Thank you, Mr. Chair, for having me appear before the committee.
For those who don't know, I was the director of marijuana coordination under Governor Hickenlooper in Colorado for the rollout of what we referred to as medical and recreational marijuana. I have since started a firm that works primarily directly for government and also ancillary businesses; however, we do not take money from the marijuana industry or cannabis industry as that would be in tension with...a conflict with our other work.
I'm obviously not a public health expert nor a veteran, and what I hope to speak to you about today—and maybe it's most appropriate that I'm coming last—is really the unfortunate policy tension that has arisen as a result of federal and really worldwide prohibition on cannabis research.
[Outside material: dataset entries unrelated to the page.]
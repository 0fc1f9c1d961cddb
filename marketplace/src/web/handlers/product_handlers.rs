// marketplace/src/web/handlers/product_handlers.rs

use actix_web::{web, HttpResponse};
use serde::Deserialize;
use serde_json::json;
use tracing::{info, instrument};
use uuid::Uuid;

use crate::errors::AppError;
use crate::services::accounts;
use crate::services::catalog::{self, ApprovalDecision, ProductDraft, ProductPatch};
use crate::state::AppState;
use crate::web::auth::AuthenticatedUser;

#[instrument(name = "handler::list_products", skip(app_state))]
pub async fn list_products_handler(app_state: web::Data<AppState>) -> Result<HttpResponse, AppError> {
  let products = catalog::list_public(app_state.store.as_ref()).await?;
  info!("Fetched {} public products.", products.len());
  Ok(HttpResponse::Ok().json(json!({
      "message": "Products fetched successfully.",
      "products": products
  })))
}

#[instrument(name = "handler::get_product", skip(app_state, path, auth_user), fields(product_id = %path.as_ref()))]
pub async fn get_product_handler(
  app_state: web::Data<AppState>,
  path: web::Path<Uuid>,
  auth_user: Option<AuthenticatedUser>,
) -> Result<HttpResponse, AppError> {
  let product_id = path.into_inner();
  let viewer = match auth_user {
    Some(user) => Some(accounts::load_actor(app_state.store.as_ref(), user.user_id).await?),
    None => None,
  };
  let product = catalog::get_product(app_state.store.as_ref(), viewer.as_ref(), product_id).await?;
  Ok(HttpResponse::Ok().json(json!({ "product": product })))
}

#[instrument(name = "handler::create_product", skip(app_state, payload), fields(user_id = %auth_user.user_id))]
pub async fn create_product_handler(
  app_state: web::Data<AppState>,
  payload: web::Json<ProductDraft>,
  auth_user: AuthenticatedUser,
) -> Result<HttpResponse, AppError> {
  let actor = accounts::load_actor(app_state.store.as_ref(), auth_user.user_id).await?;
  let product = catalog::create_product(app_state.store.as_ref(), &actor, payload.into_inner()).await?;
  Ok(HttpResponse::Created().json(json!({
      "message": "Product submitted for approval.",
      "product": product
  })))
}

#[instrument(name = "handler::update_product", skip(app_state, path, payload), fields(user_id = %auth_user.user_id, product_id = %path.as_ref()))]
pub async fn update_product_handler(
  app_state: web::Data<AppState>,
  path: web::Path<Uuid>,
  payload: web::Json<ProductPatch>,
  auth_user: AuthenticatedUser,
) -> Result<HttpResponse, AppError> {
  let actor = accounts::load_actor(app_state.store.as_ref(), auth_user.user_id).await?;
  let product = catalog::update_product(app_state.store.as_ref(), &actor, path.into_inner(), payload.into_inner()).await?;
  Ok(HttpResponse::Ok().json(json!({
      "message": "Product updated and sent back for approval.",
      "product": product
  })))
}

#[derive(Deserialize, Debug)]
pub struct ApprovalPayload {
  pub decision: ApprovalDecision,
}

#[instrument(name = "handler::review_product", skip(app_state, path, payload), fields(user_id = %auth_user.user_id, product_id = %path.as_ref()))]
pub async fn review_product_handler(
  app_state: web::Data<AppState>,
  path: web::Path<Uuid>,
  payload: web::Json<ApprovalPayload>,
  auth_user: AuthenticatedUser,
) -> Result<HttpResponse, AppError> {
  let actor = accounts::load_actor(app_state.store.as_ref(), auth_user.user_id).await?;
  let product = catalog::review_product(app_state.store.as_ref(), &actor, path.into_inner(), payload.decision).await?;
  Ok(HttpResponse::Ok().json(json!({ "product": product })))
}

#[instrument(name = "handler::seller_products", skip(app_state), fields(user_id = %auth_user.user_id))]
pub async fn seller_products_handler(
  app_state: web::Data<AppState>,
  auth_user: AuthenticatedUser,
) -> Result<HttpResponse, AppError> {
  let actor = accounts::load_actor(app_state.store.as_ref(), auth_user.user_id).await?;
  let products = catalog::list_for_seller(app_state.store.as_ref(), &actor).await?;
  Ok(HttpResponse::Ok().json(json!({ "products": products })))
}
What you're dealing with is one of the more sympathetic communities, along with children with intractable epilepsy, who have really suffered from the lack of efficacy research at the top levels of government for what cannabis can do for PTSD.
That lack of research over a period of time, with anecdotal evidence that this was being helpful, has turned this policy debate from what would normally be for any other substance a guilty-until-proven-innocent model into an innocent-until-proven-guilty model of dealing with the substance in such a way that we are going to assume benefits under anecdotes and smaller research faster than we would for a different substance.
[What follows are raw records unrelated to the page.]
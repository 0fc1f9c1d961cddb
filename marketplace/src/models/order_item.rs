// marketplace/src/models/order_item.rs

use serde::Serialize;
use sqlx::FromRow;
use uuid::Uuid;

#[derive(Debug, Clone, Serialize, FromRow)]
pub struct OrderItem {
  pub id: Uuid,
  pub order_id: Uuid,
  pub product_id: Uuid,
  pub quantity: i64,
  /// Sale price when the order was placed; later price edits do not touch it.
  pub unit_price_cents: i64,
}

impl OrderItem {
  pub fn line_total_cents(&self) -> i64 {
    self.unit_price_cents * self.quantity
  }
}
// core/tests/registry_tests.rs
mod common;

use common::*;
use flowline::{ContextData, Flowline, Pipeline, PipelineControl, PipelineResult};

#[derive(Clone, Debug, Default)]
struct CartCtx {
  lines: u32,
}

#[derive(Clone, Debug, Default)]
struct RefundCtx {
  refunded_cents: i64,
}

#[tokio::test]
async fn registry_dispatches_by_context_type() {
  setup_tracing();
  let registry = Flowline::<TestError>::new();

  let mut cart = Pipeline::<CartCtx, TestError>::new(&[("add_line", false, None)]);
  cart.on("add_line", |ctx: ContextData<CartCtx>| async move {
    ctx.write().lines += 1;
    Ok::<_, TestError>(PipelineControl::Continue)
  });
  registry.register_pipeline(cart);

  let mut refund = Pipeline::<RefundCtx, TestError>::new(&[("refund", false, None)]);
  refund.on("refund", |ctx: ContextData<RefundCtx>| async move {
    ctx.write().refunded_cents = 6500;
    Ok::<_, TestError>(PipelineControl::Continue)
  });
  registry.register_pipeline(refund);

  assert_eq!(registry.len(), 2);
  assert!(registry.is_registered::<CartCtx>());

  let cart_ctx = ContextData::new(CartCtx::default());
  assert_eq!(registry.run(cart_ctx.clone()).await, Ok(PipelineResult::Completed));
  assert_eq!(cart_ctx.read().lines, 1);

  let refund_ctx = ContextData::new(RefundCtx::default());
  assert_eq!(registry.run(refund_ctx.clone()).await, Ok(PipelineResult::Completed));
  assert_eq!(refund_ctx.read().refunded_cents, 6500);
}

#[tokio::test]
async fn unregistered_context_type_is_an_error() {
  setup_tracing();
  let registry = Flowline::<TestError>::new();

  #[derive(Debug, Default)]
  struct Unknown;

  match registry.run(ContextData::new(Unknown)).await {
    Err(TestError::Flow(s)) => {
      assert!(s.contains("PipelineNotRegistered"));
      assert!(s.contains("Unknown"));
    }
    other => panic!("expected PipelineNotRegistered, got {:?}", other),
  }
}

#[tokio::test]
async fn registering_twice_replaces_the_pipeline() {
  setup_tracing();
  let registry = Flowline::<TestError>::new();

  for increment in [1u32, 10] {
    let mut p = Pipeline::<CartCtx, TestError>::new(&[("add_line", false, None)]);
    p.on("add_line", move |ctx: ContextData<CartCtx>| async move {
      ctx.write().lines += increment;
      Ok::<_, TestError>(PipelineControl::Continue)
    });
    registry.register_pipeline(p);
  }

  let ctx = ContextData::new(CartCtx::default());
  registry.run(ctx.clone()).await.expect("run");
  assert_eq!(ctx.read().lines, 10);
  assert_eq!(registry.len(), 1);
}
// marketplace/src/web/routes.rs

use crate::web::handlers::{
  account_handlers, cart_handlers, checkout_handlers, notification_handlers, order_handlers, product_handlers,
  review_handlers, webhook_handlers,
};
use actix_web::web;

async fn health_check_handler() -> actix_web::HttpResponse {
  actix_web::HttpResponse::Ok().json(serde_json::json!({ "status": "ok" }))
}

pub fn configure_app_routes(cfg: &mut web::ServiceConfig) {
  cfg.service(
    web::scope("/api/v1")
      .route("/health", web::get().to(health_check_handler))
      .route("/sellers", web::post().to(account_handlers::register_seller_handler))
      // Catalog
      .service(
        web::scope("/products")
          .route("", web::get().to(product_handlers::list_products_handler))
          .route("", web::post().to(product_handlers::create_product_handler))
          .route("/{product_id}", web::get().to(product_handlers::get_product_handler))
          .route("/{product_id}", web::put().to(product_handlers::update_product_handler))
          .route("/{product_id}/approval", web::post().to(product_handlers::review_product_handler))
          .route("/{product_id}/reviews", web::get().to(review_handlers::list_reviews_handler))
          .route("/{product_id}/reviews", web::post().to(review_handlers::create_review_handler)),
      )
      .service(
        web::scope("/reviews")
          .route("/{review_id}", web::put().to(review_handlers::update_review_handler))
          .route("/{review_id}", web::delete().to(review_handlers::delete_review_handler)),
      )
      // Seller back office
      .service(
        web::scope("/seller")
          .route("/products", web::get().to(product_handlers::seller_products_handler))
          .route("/orders", web::get().to(order_handlers::seller_orders_handler)),
      )
      // Cart
      .service(
        web::scope("/cart")
          .route("", web::get().to(cart_handlers::view_cart_handler))
          .route("/items", web::post().to(cart_handlers::add_to_cart_handler))
          .route("/items/{item_id}", web::patch().to(cart_handlers::set_quantity_handler))
          .route("/items/{item_id}", web::delete().to(cart_handlers::remove_item_handler))
          .route("/checkout", web::post().to(checkout_handlers::checkout_cart_handler)),
      )
      .route("/checkout", web::post().to(checkout_handlers::start_checkout_handler))
      // Orders
      .service(
        web::scope("/orders")
          .route("", web::get().to(order_handlers::customer_orders_handler))
          .route("/{order_id}", web::get().to(order_handlers::order_detail_handler))
          .route("/{order_id}/status", web::patch().to(order_handlers::update_status_handler)),
      )
      // Notifications
      .service(
        web::scope("/notifications")
          .route("", web::get().to(notification_handlers::list_notifications_handler))
          .route("", web::post().to(notification_handlers::broadcast_handler))
          .route("/{notification_id}/read", web::post().to(notification_handlers::mark_read_handler)),
      )
      // Payment gateway callbacks, e.g. /webhooks/stripe
      .service(
        web::scope("/webhooks").route("/{source}", web::post().to(webhook_handlers::payment_webhook_handler)),
      ),
  );
}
I'm not suggesting that is the wrong approach to take here. I'm simply stating that is what has happened because of this worldwide prohibition on the sort of research that would be needed here.
That community is clearly tired of waiting for traditional institutions to catch up, and over time, there has been more and more of a push for right to access and use, hopefully with financial reimbursement and with physician oversight.
However, research is direly needed in this space, in my opinion, most clearly for drug-to-drug interactions, especially for people who might be in a PTSD situation and already are on a certain drug. Research is also needed on side effects, such as liver toxicity, and on specific formulations for drug efficacy: What is working? Why is it working? How can we research that?
The tension that is arising here is that, while some of this may be done with public research money, in particular in Canada more than in the United States, you can make great strides forward with public research and rigorous work through people like Dr. MacKillop. There will be a need to continue to have a path towards profitability for companies, for pharmaceutical companies, to continue to incentivize research in this area and continue to really put in what is going to be more billions of dollars—rather than even hundreds of millions of dollars—to prove that it is safe but also to find the most efficacious formulas.
The mission that I believe is in front of this committee today is to figure out a way to provide access to these communities that have been waiting for long periods of time to have access to it while continuing to provide incentives for research moving forward and really thinking about the long-term research prospects for providing effective safe medicines to these communities.
I think this will be a particularly difficult goal considering adult use legalization is coming online as well. As mentioned before, that will lead to self-medication in the marketplace. Nevertheless, I do think that you will have to consider the path forward of how you provide access, and how you provide continuing incentives to research in this area.
With that, I'd be happy to answer any questions.